== Problem to solve ==
Where a line holds the word "InquiryRepo", count it, then give only the total for the entries below.
### Supplied material ###
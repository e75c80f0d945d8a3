use async_trait::async_trait;
use sqlx::Row;
use uuid::Uuid;

use crate::{
    adapters::persistence::PostgresPersistence,
    app_error::{AppError, AppResult},
    domain::entities::listing::{GeographicScope, Listing, ListingStatus, PriceType},
    use_cases::listing::{ListingRepo, ListingUpdate, NewListing},
};

const LISTING_COLUMNS: &str = "id, owner_id, name, price_cents, price_type, status, geographic_scope, category, state_code, city, verification_token, rejection_reason, created_at, updated_at";

fn row_to_listing(row: sqlx::postgres::PgRow) -> Listing {
    Listing {
        id: row.get("id"),
        owner_id: row.get("owner_id"),
        name: row.get("name"),
        price_cents: row.get("price_cents"),
        price_type: PriceType::from_str(row.get("price_type")),
        status: ListingStatus::from_str(row.get("status")),
        geographic_scope: GeographicScope::from_str(row.get("geographic_scope")),
        category: row.get("category"),
        state_code: row.get("state_code"),
        city: row.get("city"),
        verification_token: row.get("verification_token"),
        rejection_reason: row.get("rejection_reason"),
        created_at: row.get("created_at"),
        updated_at: row.get("updated_at"),
    }
}

#[async_trait]
impl ListingRepo for PostgresPersistence {
    async fn create(&self, owner_id: Uuid, input: &NewListing) -> AppResult<Listing> {
        let id = Uuid::new_v4();
        let row = sqlx::query(&format!(
            r#"
                INSERT INTO listings (id, owner_id, name, price_cents, price_type, status, geographic_scope, category, state_code, city)
                VALUES ($1, $2, $3, $4, $5, 'draft', $6, $7, $8, $9)
                RETURNING {LISTING_COLUMNS}
            "#,
        ))
        .bind(id)
        .bind(owner_id)
        .bind(&input.name)
        .bind(input.price_cents)
        .bind(input.price_type.as_str())
        .bind(input.geographic_scope.as_str())
        .bind(&input.category)
        .bind(&input.state_code)
        .bind(&input.city)
        .fetch_one(&self.pool)
        .await
        .map_err(AppError::from)?;
        Ok(row_to_listing(row))
    }

    async fn get_by_id(&self, listing_id: Uuid) -> AppResult<Option<Listing>> {
        let row = sqlx::query(&format!(
            "SELECT {LISTING_COLUMNS} FROM listings WHERE id = $1"
        ))
        .bind(listing_id)
        .fetch_optional(&self.pool)
        .await
        .map_err(AppError::from)?;
        Ok(row.map(row_to_listing))
    }

    async fn get_by_name(&self, name: &str) -> AppResult<Option<Listing>> {
        let row = sqlx::query(&format!(
            "SELECT {LISTING_COLUMNS} FROM listings WHERE name = $1"
        ))
        .bind(name)
        .fetch_optional(&self.pool)
        .await
        .map_err(AppError::from)?;
        Ok(row.map(row_to_listing))
    }

    async fn list_by_owner(&self, owner_id: Uuid) -> AppResult<Vec<Listing>> {
        let rows = sqlx::query(&format!(
            "SELECT {LISTING_COLUMNS} FROM listings WHERE owner_id = $1 ORDER BY created_at DESC"
        ))
        .bind(owner_id)
        .fetch_all(&self.pool)
        .await
        .map_err(AppError::from)?;
        Ok(rows.into_iter().map(row_to_listing).collect())
    }

    async fn list_published(&self) -> AppResult<Vec<Listing>> {
        let rows = sqlx::query(&format!(
            "SELECT {LISTING_COLUMNS} FROM listings WHERE status = 'published' ORDER BY created_at DESC"
        ))
        .fetch_all(&self.pool)
        .await
        .map_err(AppError::from)?;
        Ok(rows.into_iter().map(row_to_listing).collect())
    }

    async fn update_fields(&self, listing_id: Uuid, update: &ListingUpdate) -> AppResult<Listing> {
        let row = sqlx::query(&format!(
            r#"
                UPDATE listings
                SET price_cents = COALESCE($2, price_cents),
                    price_type = COALESCE($3, price_type),
                    geographic_scope = COALESCE($4, geographic_scope),
                    category = COALESCE($5, category),
                    state_code = COALESCE($6, state_code),
                    city = COALESCE($7, city),
                    updated_at = CURRENT_TIMESTAMP
                WHERE id = $1
                RETURNING {LISTING_COLUMNS}
            "#,
        ))
        .bind(listing_id)
        .bind(update.price_cents)
        .bind(update.price_type.map(|p| p.as_str()))
        .bind(update.geographic_scope.map(|g| g.as_str()))
        .bind(&update.category)
        .bind(&update.state_code)
        .bind(&update.city)
        .fetch_one(&self.pool)
        .await
        .map_err(AppError::from)?;
        Ok(row_to_listing(row))
    }

    async fn set_status(&self, listing_id: Uuid, status: ListingStatus) -> AppResult<Listing> {
        let row = sqlx::query(&format!(
            r#"
                UPDATE listings
                SET status = $2, updated_at = CURRENT_TIMESTAMP
                WHERE id = $1
                RETURNING {LISTING_COLUMNS}
            "#,
        ))
        .bind(listing_id)
        .bind(status.as_str())
        .fetch_one(&self.pool)
        .await
        .map_err(AppError::from)?;
        Ok(row_to_listing(row))
    }

    async fn set_rejected(&self, listing_id: Uuid, reason: &str) -> AppResult<Listing> {
        let row = sqlx::query(&format!(
            r#"
                UPDATE listings
                SET status = 'rejected', rejection_reason = $2, updated_at = CURRENT_TIMESTAMP
                WHERE id = $1
                RETURNING {LISTING_COLUMNS}
            "#,
        ))
        .bind(listing_id)
        .bind(reason)
        .fetch_one(&self.pool)
        .await
        .map_err(AppError::from)?;
        Ok(row_to_listing(row))
    }

    async fn set_verification_token(&self, listing_id: Uuid, token: &str) -> AppResult<Listing> {
        let row = sqlx::query(&format!(
            r#"
                UPDATE listings
                SET verification_token = $2, updated_at = CURRENT_TIMESTAMP
                WHERE id = $1
                RETURNING {LISTING_COLUMNS}
            "#,
        ))
        .bind(listing_id)
        .bind(token)
        .fetch_one(&self.pool)
        .await
        .map_err(AppError::from)?;
        Ok(row_to_listing(row))
    }

    async fn delete(&self, listing_id: Uuid) -> AppResult<()> {
        let result = sqlx::query("DELETE FROM listings WHERE id = $1")
            .bind(listing_id)
            .execute(&self.pool)
            .await
            .map_err(AppError::from)?;
        if result.rows_affected() == 0 {
            return Err(AppError::NotFound);
        }
        Ok(())
    }
}
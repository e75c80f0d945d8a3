use std::sync::Arc;

use async_trait::async_trait;
use rand::RngCore;
use tracing::instrument;
use uuid::Uuid;

use crate::app_error::{AppError, AppResult};
use crate::application::auth::AuthContext;
use crate::domain::entities::listing::{Listing, ListingStatus};
use crate::domain::entities::verification::{
    AttemptStatus, VerificationAttempt, VerificationMethod, VerificationModerationAction,
};
use crate::use_cases::listing::ListingRepo;

#[async_trait]
pub trait VerificationAttemptRepo: Send + Sync {
    async fn create(
        &self,
        listing_id: Uuid,
        method: VerificationMethod,
        token: &str,
        file_url: Option<&str>,
    ) -> AppResult<VerificationAttempt>;
    async fn get_by_id(&self, attempt_id: Uuid) -> AppResult<Option<VerificationAttempt>>;
    async fn get_pending_for_listing(
        &self,
        listing_id: Uuid,
    ) -> AppResult<Option<VerificationAttempt>>;
    async fn list_pending(&self) -> AppResult<Vec<VerificationAttempt>>;
    async fn resolve(
        &self,
        attempt_id: Uuid,
        status: AttemptStatus,
        notes: Option<&str>,
        resolved_by: Uuid,
    ) -> AppResult<VerificationAttempt>;
}

/// Instructions shown to the seller: where to place the token so the
/// reviewing admin can check it by hand.
#[derive(Debug, Clone)]
pub struct VerificationInstructions {
    pub token: String,
    pub method: VerificationMethod,
    pub dns_record_name: String,
    pub file_path: String,
}

#[derive(Clone)]
pub struct VerificationUseCases {
    attempts: Arc<dyn VerificationAttemptRepo>,
    listings: Arc<dyn ListingRepo>,
}

impl VerificationUseCases {
    pub fn new(attempts: Arc<dyn VerificationAttemptRepo>, listings: Arc<dyn ListingRepo>) -> Self {
        Self { attempts, listings }
    }

    /// Produce the opaque token for a listing awaiting verification.
    ///
    /// Idempotent while an attempt is outstanding: the token bound to the
    /// pending attempt (or already stored on the listing) is returned
    /// unchanged rather than rotated.
    #[instrument(skip(self))]
    pub async fn generate_token(
        &self,
        ctx: AuthContext,
        listing_id: Uuid,
        method: VerificationMethod,
    ) -> AppResult<VerificationInstructions> {
        let listing = self.get_owned_listing(ctx, listing_id).await?;

        if listing.status != ListingStatus::PendingVerification {
            return Err(AppError::InvalidState(format!(
                "Listing must be submitted for verification first (currently {})",
                listing.status.as_str()
            )));
        }

        if let Some(pending) = self.attempts.get_pending_for_listing(listing.id).await? {
            return Ok(instructions(&listing, pending.method, pending.token));
        }

        let token = match &listing.verification_token {
            Some(token) => token.clone(),
            None => {
                let token = new_token();
                self.listings
                    .set_verification_token(listing.id, &token)
                    .await?;
                token
            }
        };

        Ok(instructions(&listing, method, token))
    }

    /// Record the seller's claim that the token is in place. At most one
    /// unresolved attempt may exist per listing.
    #[instrument(skip(self))]
    pub async fn submit_attempt(
        &self,
        ctx: AuthContext,
        listing_id: Uuid,
        method: VerificationMethod,
        file_url: Option<String>,
    ) -> AppResult<VerificationAttempt> {
        let listing = self.get_owned_listing(ctx, listing_id).await?;

        if listing.status != ListingStatus::PendingVerification {
            return Err(AppError::InvalidState(format!(
                "Listing must be submitted for verification first (currently {})",
                listing.status.as_str()
            )));
        }

        if self
            .attempts
            .get_pending_for_listing(listing.id)
            .await?
            .is_some()
        {
            return Err(AppError::Conflict(
                "A verification attempt is already awaiting review".into(),
            ));
        }

        let Some(token) = listing.verification_token.clone() else {
            return Err(AppError::InvalidState(
                "Generate a verification token before submitting an attempt".into(),
            ));
        };

        if method == VerificationMethod::FileUpload && file_url.is_none() {
            return Err(AppError::InvalidInput(
                "File upload verification requires a file URL".into(),
            ));
        }

        self.attempts
            .create(listing.id, method, &token, file_url.as_deref())
            .await
    }

    #[instrument(skip(self))]
    pub async fn list_pending(&self, ctx: AuthContext) -> AppResult<Vec<VerificationAttempt>> {
        ctx.require_admin()?;
        self.attempts.list_pending().await
    }

    /// Admin judgment on an attempt. There is no automated DNS or file
    /// check anywhere in the system; the admin reads the instructions and
    /// decides. Resolved attempts are immutable.
    #[instrument(skip(self))]
    pub async fn moderate_attempt(
        &self,
        ctx: AuthContext,
        attempt_id: Uuid,
        action: VerificationModerationAction,
        notes: Option<String>,
    ) -> AppResult<(VerificationAttempt, Listing)> {
        ctx.require_admin()?;

        let attempt = self
            .attempts
            .get_by_id(attempt_id)
            .await?
            .ok_or(AppError::NotFound)?;
        if attempt.status.is_resolved() {
            return Err(AppError::InvalidState(
                "Verification attempt is already resolved".into(),
            ));
        }

        let listing = self
            .listings
            .get_by_id(attempt.listing_id)
            .await?
            .ok_or(AppError::NotFound)?;

        let listing = match action {
            VerificationModerationAction::Approve => {
                if !listing.status.can_transition_to(ListingStatus::Verified) {
                    return Err(AppError::InvalidState(format!(
                        "Listing is no longer awaiting verification (currently {})",
                        listing.status.as_str()
                    )));
                }
                self.listings
                    .set_status(listing.id, ListingStatus::Verified)
                    .await?
            }
            VerificationModerationAction::Reject => {
                let reason = notes.as_deref().unwrap_or("Verification rejected");
                self.listings.set_rejected(listing.id, reason).await?
            }
        };

        let status = match action {
            VerificationModerationAction::Approve => AttemptStatus::Approved,
            VerificationModerationAction::Reject => AttemptStatus::Rejected,
        };
        let attempt = self
            .attempts
            .resolve(attempt.id, status, notes.as_deref(), ctx.user_id)
            .await?;

        Ok((attempt, listing))
    }

    async fn get_owned_listing(&self, ctx: AuthContext, listing_id: Uuid) -> AppResult<Listing> {
        let listing = self
            .listings
            .get_by_id(listing_id)
            .await?
            .ok_or(AppError::NotFound)?;
        if listing.owner_id != ctx.user_id && !ctx.role.is_admin() {
            return Err(AppError::NotFound);
        }
        Ok(listing)
    }
}

fn new_token() -> String {
    let mut bytes = [0u8; 16];
    rand::thread_rng().fill_bytes(&mut bytes);
    format!("geodomain-verify-{}", hex::encode(bytes))
}

fn instructions(
    listing: &Listing,
    method: VerificationMethod,
    token: String,
) -> VerificationInstructions {
    VerificationInstructions {
        dns_record_name: format!("_geodomain-challenge.{}", listing.name),
        file_path: format!("https://{}/.well-known/geodomain-verify.txt", listing.name),
        method,
        token,
    }
}
use std::fs::File;
use std::sync::Arc;

use tracing_subscriber::{EnvFilter, fmt, layer::SubscriberExt, util::SubscriberInitExt};

use crate::{
    adapters::http::app_state::AppState,
    infra::{config::AppConfig, postgres_persistence, rate_limit::RedisRateLimiter},
    use_cases::{
        deal::{DealRepo, DealUseCases, PaymentRepo},
        inquiry::{InquiryRepo, InquiryUseCases},
        listing::{ListingInquiryCount, ListingRepo, ListingUseCases},
        message::{MessageRepo, MessageUseCases},
        verification::{VerificationAttemptRepo, VerificationUseCases},
        wholesale::{WholesaleRepo, WholesaleUseCases},
    },
};

pub async fn init_app_state() -> anyhow::Result<AppState> {
    let config = AppConfig::from_env();

    let postgres_arc = Arc::new(postgres_persistence(&config.database_url).await?);

    let rate_limiter = Arc::new(
        RedisRateLimiter::new(
            &config.redis_url,
            config.rate_limit_window_secs,
            config.rate_limit_per_ip,
            config.rate_limit_per_user,
        )
        .await?,
    );

    let listing_repo = postgres_arc.clone() as Arc<dyn ListingRepo>;
    let inquiry_repo = postgres_arc.clone() as Arc<dyn InquiryRepo>;
    let inquiry_counts = postgres_arc.clone() as Arc<dyn ListingInquiryCount>;
    let attempt_repo = postgres_arc.clone() as Arc<dyn VerificationAttemptRepo>;
    let message_repo = postgres_arc.clone() as Arc<dyn MessageRepo>;
    let deal_repo = postgres_arc.clone() as Arc<dyn DealRepo>;
    let payment_repo = postgres_arc.clone() as Arc<dyn PaymentRepo>;
    let wholesale_repo = postgres_arc.clone() as Arc<dyn WholesaleRepo>;

    let listing_use_cases = ListingUseCases::new(listing_repo.clone(), inquiry_counts);
    let verification_use_cases = VerificationUseCases::new(attempt_repo, listing_repo.clone());
    let inquiry_use_cases = InquiryUseCases::new(inquiry_repo.clone(), listing_repo.clone());
    let message_use_cases =
        MessageUseCases::new(message_repo, inquiry_repo.clone(), listing_repo.clone());
    let deal_use_cases = DealUseCases::new(deal_repo, payment_repo, inquiry_repo, listing_repo);
    let wholesale_use_cases = WholesaleUseCases::new(wholesale_repo, config.wholesale_enabled);

    Ok(AppState {
        config: Arc::new(config),
        listing_use_cases: Arc::new(listing_use_cases),
        verification_use_cases: Arc::new(verification_use_cases),
        inquiry_use_cases: Arc::new(inquiry_use_cases),
        message_use_cases: Arc::new(message_use_cases),
        deal_use_cases: Arc::new(deal_use_cases),
        wholesale_use_cases: Arc::new(wholesale_use_cases),
        rate_limiter,
    })
}

pub fn init_tracing() {
    let filter = EnvFilter::try_from_default_env()
        .unwrap_or_else(|_| "geodomain_api=debug,tower_http=debug".into());

    // Console (pretty logs)
    let console_layer = fmt::layer()
        .with_target(false)
        .with_level(true)
        .pretty();

    // File (structured JSON logs)
    let file = File::create("app.log").expect("cannot create log file");
    let json_layer = fmt::layer()
        .json()
        .with_writer(file)
        .with_current_span(true)
        .with_span_list(true);

    tracing_subscriber::registry()
        .with(filter)
        .with(console_layer)
        .with(json_layer)
        .try_init()
        .ok();
}
//! Test utilities for integration testing.
//!
//! This module provides:
//! - Test data factories for creating valid test fixtures
//! - In-memory repository implementations for mocking persistence
//! - Helper builders for constructing app state with test dependencies

mod app_state_builder;
mod deal_mocks;
mod factories;
mod inquiry_mocks;
mod listing_mocks;

pub use app_state_builder::*;
pub use deal_mocks::*;
pub use factories::*;
pub use inquiry_mocks::*;
pub use listing_mocks::*;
###
== Solution to this exercise ==
2